The other marker, who unlike Raviden was not a specialist in the Middle East, was Associate Professor Dr. Simon Prideaux, who worked closely with Ms. Radiven when they co-edited Crimes of States and Powerful Elites. A professor of disability studies, he retired this past February.
Prideaux wrote “I couldn’t agree more” under a LinkedIn post by someone claiming “media outlets are controlled by Zionist sympathisers” and that the Gaza conflict “is not a conflict, this is apartheid. Say it out loud, Apartheid, Ethnic Cleansing, Colonisation. Oppressors cannot clam [sic] self defence!”
Here are some examples of the grading to which Ms. Greyman was subjected, commented on by UK Lawyers for Israel:
When Danielle was discussing Hamas’s use of human shields she wrote “While dense population may or may not deter military action from Israel, the use of human shields has been heavily critiqued as a betrayal of the Palestinian people by their government”. The marker wrote in relation to the first part of this statement: “It does not. As has been recently demonstrated” (the marking took place shortly after the IDF’s “Guardian of the Walls” operation responding to rocket attacks by Hamas on Israeli towns). The marker added “This ignores the fact that the Israeli state commits the acts of violence regardless of this”. In making these comments the marker ignored ample evidence that the risk of civilian casualties does deter military action by Israel, even if it does not always prevent such action.

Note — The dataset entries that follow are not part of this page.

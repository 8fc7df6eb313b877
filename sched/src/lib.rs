//! NR MAC Scheduling Subsystem
//!
//! Implements the slot-based resource allocation core of a 5G-NR RAN
//! simulation: spectrum partitioning (band / component carrier / bandwidth
//! part), adaptive modulation and coding contracts, beamforming vector
//! assignment, the TDMA/OFDMA schedulers with round-robin, proportional
//! fair and maximum rate policies, DCI construction and BWP traffic
//! routing.
//!
//! The whole crate is single-threaded and synchronous: every entry point
//! is meant to be invoked from the surrounding discrete-event engine at
//! the current simulated time, once per slot per bandwidth part.

pub mod amc;
pub mod beamforming;
pub mod bwp_manager;
pub mod channel;
pub mod config;
pub mod dci;
pub mod harq;
pub mod ofdma;
pub mod policy;
pub mod scheduler;
pub mod spectrum;
pub mod stats;
pub mod tdma;
pub mod ue_info;

use thiserror::Error;

/// Errors surfaced by the scheduling subsystem.
///
/// Fatal configuration errors abort setup synchronously; they represent a
/// mistake in describing the scenario, not a runtime condition to recover
/// from.
#[derive(Error, Debug)]
pub enum SchedError {
    #[error("Configuration error: {0}")]
    ConfigurationError(String),

    #[error("Unknown UE with RNTI {0}")]
    UnknownUe(u16),

    #[error("Unknown logical channel {lcid} of UE {rnti}")]
    UnknownLogicalChannel { rnti: u16, lcid: u8 },

    #[error("Invalid state: {0}")]
    InvalidState(String),

    #[error("I/O error: {0}")]
    Io(#[from] std::io::Error),
}

/// Crate-wide result type
pub type Result<T> = std::result::Result<T, SchedError>;

pub use amc::{Amc, NrAmc};
pub use bwp_manager::BwpManagerGnb;
pub use channel::{ChannelModel, ChannelModelArena};
pub use config::SchedConfig;
pub use dci::{DciFormat, DciInfoElementTdma, VarTtiType};
pub use harq::{HarqVector, MAX_HARQ_RETX, NUM_HARQ_PROCESSES};
pub use scheduler::{MacScheduler, SlotAllocation, SlotRequest, Topology};
pub use spectrum::{
    BandwidthPartInfo, CcBwpCreator, ComponentCarrierInfo, OperationBandInfo, Scenario,
};
pub use stats::{SchedTraceSink, SchedulingRecord, TsvTraceWriter};
pub use ue_info::{FtResources, UeInfo};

• Danielle wrote about Hamas storing and firing weapons against Israel from UN schools and hospitals in Gaza and its use of children as a human shields. The markers commented on this paragraph, “What about the war crime of killing them?” In making this comment, the markers took for granted that war crimes were committed by Israel by killing children. However, military action may cause the death of children without being a war crime.
• Danielle’s essay discussed how “…whether Israel chooses to respond/attack, Hamas gains some benefit; often at the expense of Palestinians.” The markers commented on this: “The fact is not ‘whether’ … the attacks happen and there is a huge disparity in social harm. Palestinians suffer and die during Israeli military action. And this is not being mentioned at any point”. However, Israel does not necessarily respond to attacks by Hamas, particularly if the risk of civilian casualties appears to outweigh the military advantage to be gained.

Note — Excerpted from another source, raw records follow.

//! Scheduling Policies
//!
//! The comparison policies (round robin, proportional fair, maximum rate)
//! that parameterize the TDMA and OFDMA allocation loops. Each policy is
//! a small strategy object: a pre-computation hook run once per UE before
//! the loop, a comparison deciding who is served next, and per-iteration
//! hooks for the winner and for everyone else.

use std::cmp::Ordering;

use common::Direction;

use crate::amc::Amc;
use crate::ue_info::{FtResources, UeInfo};

/// Shared context handed to every policy hook.
pub struct PolicyCtx<'a> {
    pub amc: &'a dyn Amc,
    pub rb_per_rbg: u32,
}

/// Strategy interface of a comparison policy.
///
/// `compare` returns the ordering of two candidates: the one ordered
/// first is served next. The `assigned` hook runs for the iteration's
/// winner, `not_assigned` for every other candidate in the pool; both
/// receive the winner-so-far totals so time-windowed metrics can keep
/// decaying for idle UEs.
pub trait SchedPolicy: std::fmt::Debug {
    fn name(&self) -> &'static str;

    /// Pre-computation before the allocation loop, once per UE.
    fn before_sched(&self, dir: Direction, ue: &mut UeInfo, assignable: FtResources, ctx: &PolicyCtx);

    fn compare(&self, dir: Direction, a: &UeInfo, b: &UeInfo) -> Ordering;

    /// The UE won `assigned` this iteration; its totals are `tot_assigned`.
    fn assigned(
        &self,
        dir: Direction,
        ue: &mut UeInfo,
        assigned: FtResources,
        tot_assigned: FtResources,
        ctx: &PolicyCtx,
    );

    /// The UE received nothing this iteration.
    fn not_assigned(
        &self,
        dir: Direction,
        ue: &mut UeInfo,
        not_assigned: FtResources,
        tot_assigned: FtResources,
        ctx: &PolicyCtx,
    );
}

/// Round robin: the UE with the fewest RBGs assigned so far goes first.
///
/// The ordering is re-evaluated fresh every slot; a UE starved in one
/// slot carries no explicit priority into the next.
#[derive(Debug, Default)]
pub struct RoundRobin;

impl SchedPolicy for RoundRobin {
    fn name(&self) -> &'static str {
        "RR"
    }

    fn before_sched(&self, _: Direction, _: &mut UeInfo, _: FtResources, _: &PolicyCtx) {}

    fn compare(&self, dir: Direction, a: &UeInfo, b: &UeInfo) -> Ordering {
        a.rbg(dir).cmp(&b.rbg(dir))
    }

    fn assigned(
        &self,
        dir: Direction,
        ue: &mut UeInfo,
        _assigned: FtResources,
        _tot: FtResources,
        ctx: &PolicyCtx,
    ) {
        ue.update_metric(dir, ctx.amc, ctx.rb_per_rbg);
    }

    fn not_assigned(
        &self,
        _: Direction,
        _: &mut UeInfo,
        _: FtResources,
        _: FtResources,
        _: &PolicyCtx,
    ) {
    }
}

/// Proportional fair: highest `potentialTput^alpha / max(1e-9, avgTput)`
/// goes first.
///
/// `alpha` in [0, 1] is the fairness exponent: 1 is classic PF, 0
/// degenerates toward a throughput-blind round robin. `time_window` is
/// the EMA time constant of the average-throughput tracking, in slots.
#[derive(Debug)]
pub struct ProportionalFair {
    pub alpha: f64,
    pub time_window: f64,
}

impl Default for ProportionalFair {
    fn default() -> Self {
        Self {
            alpha: 1.0,
            time_window: 99.0,
        }
    }
}

impl ProportionalFair {
    fn metric(&self, dir: Direction, ue: &UeInfo) -> f64 {
        let pf = ue.pf(dir);
        pf.potential_tput.powf(self.alpha) / pf.avg_tput.max(1e-9)
    }
}

impl SchedPolicy for ProportionalFair {
    fn name(&self) -> &'static str {
        "PF"
    }

    fn before_sched(
        &self,
        dir: Direction,
        ue: &mut UeInfo,
        assignable: FtResources,
        ctx: &PolicyCtx,
    ) {
        ue.calculate_potential_tput(dir, assignable, ctx.amc, ctx.rb_per_rbg);
    }

    fn compare(&self, dir: Direction, a: &UeInfo, b: &UeInfo) -> Ordering {
        self.metric(dir, b)
            .partial_cmp(&self.metric(dir, a))
            .unwrap_or(Ordering::Equal)
    }

    fn assigned(
        &self,
        dir: Direction,
        ue: &mut UeInfo,
        _assigned: FtResources,
        tot: FtResources,
        ctx: &PolicyCtx,
    ) {
        ue.update_pf_metric(dir, tot, self.time_window, ctx.amc, ctx.rb_per_rbg);
    }

    fn not_assigned(
        &self,
        dir: Direction,
        ue: &mut UeInfo,
        _not_assigned: FtResources,
        tot: FtResources,
        ctx: &PolicyCtx,
    ) {
        ue.update_pf_metric(dir, tot, self.time_window, ctx.amc, ctx.rb_per_rbg);
    }
}

/// Maximum rate: highest current MCS goes first, ties broken by the
/// round-robin rule.
#[derive(Debug, Default)]
pub struct MaxRate;

impl SchedPolicy for MaxRate {
    fn name(&self) -> &'static str {
        "MR"
    }

    fn before_sched(&self, _: Direction, _: &mut UeInfo, _: FtResources, _: &PolicyCtx) {}

    fn compare(&self, dir: Direction, a: &UeInfo, b: &UeInfo) -> Ordering {
        b.mcs(dir)
            .cmp(&a.mcs(dir))
            .then_with(|| a.rbg(dir).cmp(&b.rbg(dir)))
    }

    fn assigned(
        &self,
        dir: Direction,
        ue: &mut UeInfo,
        _assigned: FtResources,
        _tot: FtResources,
        ctx: &PolicyCtx,
    ) {
        ue.update_metric(dir, ctx.amc, ctx.rb_per_rbg);
    }

    fn not_assigned(
        &self,
        _: Direction,
        _: &mut UeInfo,
        _: FtResources,
        _: FtResources,
        _: &PolicyCtx,
    ) {
    }
}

• The markers described the long-established Jerusalem Post as “a particularly biased media source,” and suggested that its factual reports should not be believed.
• Danielle gave eight examples of antisemitism being taught in UNWRA schools to children in Gaza. These included a teacher who venerates Hitler yet continues to teach their children; and teachers who glorify and celebrate knife attacks, kidnapping and ransoming and other attacks against Israelis. The markers wrote: “So seven teachers constitute a wave of antisemitism? This “evidence” is also weakened by the admission that the transmission and acceptance of these “heinous ideas” cannot be measured.”

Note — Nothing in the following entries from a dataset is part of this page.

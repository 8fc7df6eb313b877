//! TOML Configuration Structures for the scheduling subsystem
//!
//! Everything a scenario needs to stand up one per-BWP scheduler: the
//! topology × policy combination, the bandwidth geometry, the AMC model
//! and the beamforming driver.

use serde::{Deserialize, Serialize};

use common::CellId;

use crate::amc::{AmcModel, McsTable, NrAmc};
use crate::beamforming::BeamformingMethod;
use crate::policy::{MaxRate, ProportionalFair, RoundRobin, SchedPolicy};
use crate::scheduler::{MacScheduler, SchedulerParams, Topology};
use crate::{Result, SchedError};

/// Top-level configuration of one scheduler instance.
#[derive(Debug, Clone, Deserialize, Serialize)]
pub struct SchedConfig {
    /// Cell this scheduler belongs to
    #[serde(default = "default_cell_id")]
    pub cell_id: u16,
    /// Positional BWP index served
    #[serde(default)]
    pub bwp_index: u8,
    /// Scheduler configuration
    pub scheduler: SchedulerConfig,
    /// AMC configuration
    #[serde(default)]
    pub amc: AmcConfig,
    /// Beamforming configuration
    #[serde(default)]
    pub beamforming: BeamformingConfig,
}

fn default_cell_id() -> u16 {
    1
}

/// Topology × policy combination of the allocation engine.
#[derive(Debug, Clone, Copy, PartialEq, Eq, Deserialize, Serialize)]
#[serde(rename_all = "kebab-case")]
pub enum SchedulerKind {
    TdmaRr,
    TdmaPf,
    TdmaMr,
    OfdmaRr,
    OfdmaPf,
    OfdmaMr,
}

impl SchedulerKind {
    pub fn topology(&self) -> Topology {
        match self {
            Self::TdmaRr | Self::TdmaPf | Self::TdmaMr => Topology::Tdma,
            Self::OfdmaRr | Self::OfdmaPf | Self::OfdmaMr => Topology::Ofdma,
        }
    }
}

/// Scheduler configuration
#[derive(Debug, Clone, Deserialize, Serialize)]
pub struct SchedulerConfig {
    /// Allocation engine to use
    #[serde(default = "default_scheduler_kind")]
    pub kind: SchedulerKind,
    /// Bandwidth of the BWP in RBGs
    #[serde(default = "default_bandwidth_rbg")]
    pub bandwidth_rbg: u32,
    /// Resource blocks per RBG
    #[serde(default = "default_rb_per_rbg")]
    pub rb_per_rbg: u32,
    /// Symbols reserved for DL control at the slot start
    #[serde(default = "default_ctrl_syms")]
    pub dl_ctrl_syms: u8,
    /// Symbols reserved for UL control at the slot end
    #[serde(default = "default_ctrl_syms")]
    pub ul_ctrl_syms: u8,
    /// MCS used until the first CQI report arrives
    #[serde(default)]
    pub starting_mcs: u8,
    /// PF fairness exponent alpha, in [0, 1]
    #[serde(default = "default_fairness_index")]
    pub fairness_index: f64,
    /// PF average-throughput time window, in slots
    #[serde(default = "default_time_window")]
    pub last_avg_tput_weight: f64,
    /// DL notched-RBG mask, empty = no notching
    #[serde(default)]
    pub dl_notch_mask: Vec<bool>,
    /// UL notched-RBG mask, empty = no notching
    #[serde(default)]
    pub ul_notch_mask: Vec<bool>,
}

fn default_scheduler_kind() -> SchedulerKind {
    SchedulerKind::TdmaRr
}

fn default_bandwidth_rbg() -> u32 {
    25
}

fn default_rb_per_rbg() -> u32 {
    1
}

fn default_ctrl_syms() -> u8 {
    1
}

fn default_fairness_index() -> f64 {
    1.0
}

fn default_time_window() -> f64 {
    99.0
}

/// AMC configuration
#[derive(Debug, Clone, Copy, Deserialize, Serialize)]
pub struct AmcConfig {
    /// CQI generation model
    #[serde(default = "default_amc_model")]
    pub model: AmcModel,
    /// MCS table version (Table2 enables 256QAM)
    #[serde(default = "default_mcs_table")]
    pub table: McsTable,
}

impl Default for AmcConfig {
    fn default() -> Self {
        Self {
            model: default_amc_model(),
            table: default_mcs_table(),
        }
    }
}

fn default_amc_model() -> AmcModel {
    AmcModel::ErrorModel
}

fn default_mcs_table() -> McsTable {
    McsTable::Table1
}

/// Beamforming configuration
#[derive(Debug, Clone, Copy, Deserialize, Serialize)]
pub struct BeamformingConfig {
    /// Vector computation method
    #[serde(default = "default_beamforming_method")]
    pub method: BeamformingMethod,
    /// Period of the ideal helper, milliseconds
    #[serde(default = "default_beamforming_periodicity")]
    pub periodicity_ms: u64,
    /// SRS reports that trigger the realistic helper
    #[serde(default = "default_srs_reports_to_trigger")]
    pub srs_reports_to_trigger: u32,
}

impl Default for BeamformingConfig {
    fn default() -> Self {
        Self {
            method: default_beamforming_method(),
            periodicity_ms: default_beamforming_periodicity(),
            srs_reports_to_trigger: default_srs_reports_to_trigger(),
        }
    }
}

fn default_beamforming_method() -> BeamformingMethod {
    BeamformingMethod::CellScan
}

fn default_beamforming_periodicity() -> u64 {
    100
}

fn default_srs_reports_to_trigger() -> u32 {
    3
}

impl SchedulerConfig {
    fn policy(&self) -> Box<dyn SchedPolicy> {
        match self.kind {
            SchedulerKind::TdmaRr | SchedulerKind::OfdmaRr => Box::new(RoundRobin),
            SchedulerKind::TdmaPf | SchedulerKind::OfdmaPf => Box::new(ProportionalFair {
                alpha: self.fairness_index,
                time_window: self.last_avg_tput_weight,
            }),
            SchedulerKind::TdmaMr | SchedulerKind::OfdmaMr => Box::new(MaxRate),
        }
    }
}

impl SchedConfig {
    /// Load configuration from a TOML file
    pub fn from_toml_file(path: &str) -> Result<Self> {
        let contents = std::fs::read_to_string(path)?;
        Self::from_toml_str(&contents)
    }

    /// Parse configuration from a TOML string
    pub fn from_toml_str(contents: &str) -> Result<Self> {
        toml::from_str(contents).map_err(|e| SchedError::ConfigurationError(e.to_string()))
    }

    /// Build the configured scheduler instance.
    pub fn build_scheduler(&self) -> Result<MacScheduler> {
        let amc = || NrAmc::new(self.amc.model, self.amc.table);
        let mut sched = MacScheduler::new(SchedulerParams {
            cell_id: CellId(self.cell_id),
            bwp_index: self.bwp_index,
            topology: self.scheduler.kind.topology(),
            policy: self.scheduler.policy(),
            dl_amc: Box::new(amc()),
            ul_amc: Box::new(amc()),
            bandwidth_in_rbg: self.scheduler.bandwidth_rbg,
            rb_per_rbg: self.scheduler.rb_per_rbg,
            dl_ctrl_syms: self.scheduler.dl_ctrl_syms,
            ul_ctrl_syms: self.scheduler.ul_ctrl_syms,
            starting_mcs: self.scheduler.starting_mcs,
        })?;
        sched.set_dl_notch_mask(self.scheduler.dl_notch_mask.clone())?;
        sched.set_ul_notch_mask(self.scheduler.ul_notch_mask.clone())?;
        Ok(sched)
    }
}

Prideaux is now retired. But Claudia Raviden is still at Leeds University as a Teaching Fellow. Her colleague, friend, and protector in the department of sociology is now gone. Will her malevolent marking now become the subject of inquiry at the university itself? Or will her former teachers at the School of Arabic, Islamic, and Middle Eastern Studies rally round in her defense?
Thanks to that Samaritan organization UK Lawyers for Israel, Danielle Greyman’s case against Leeds University is about to begin. Fiat Justitia ruat caelum.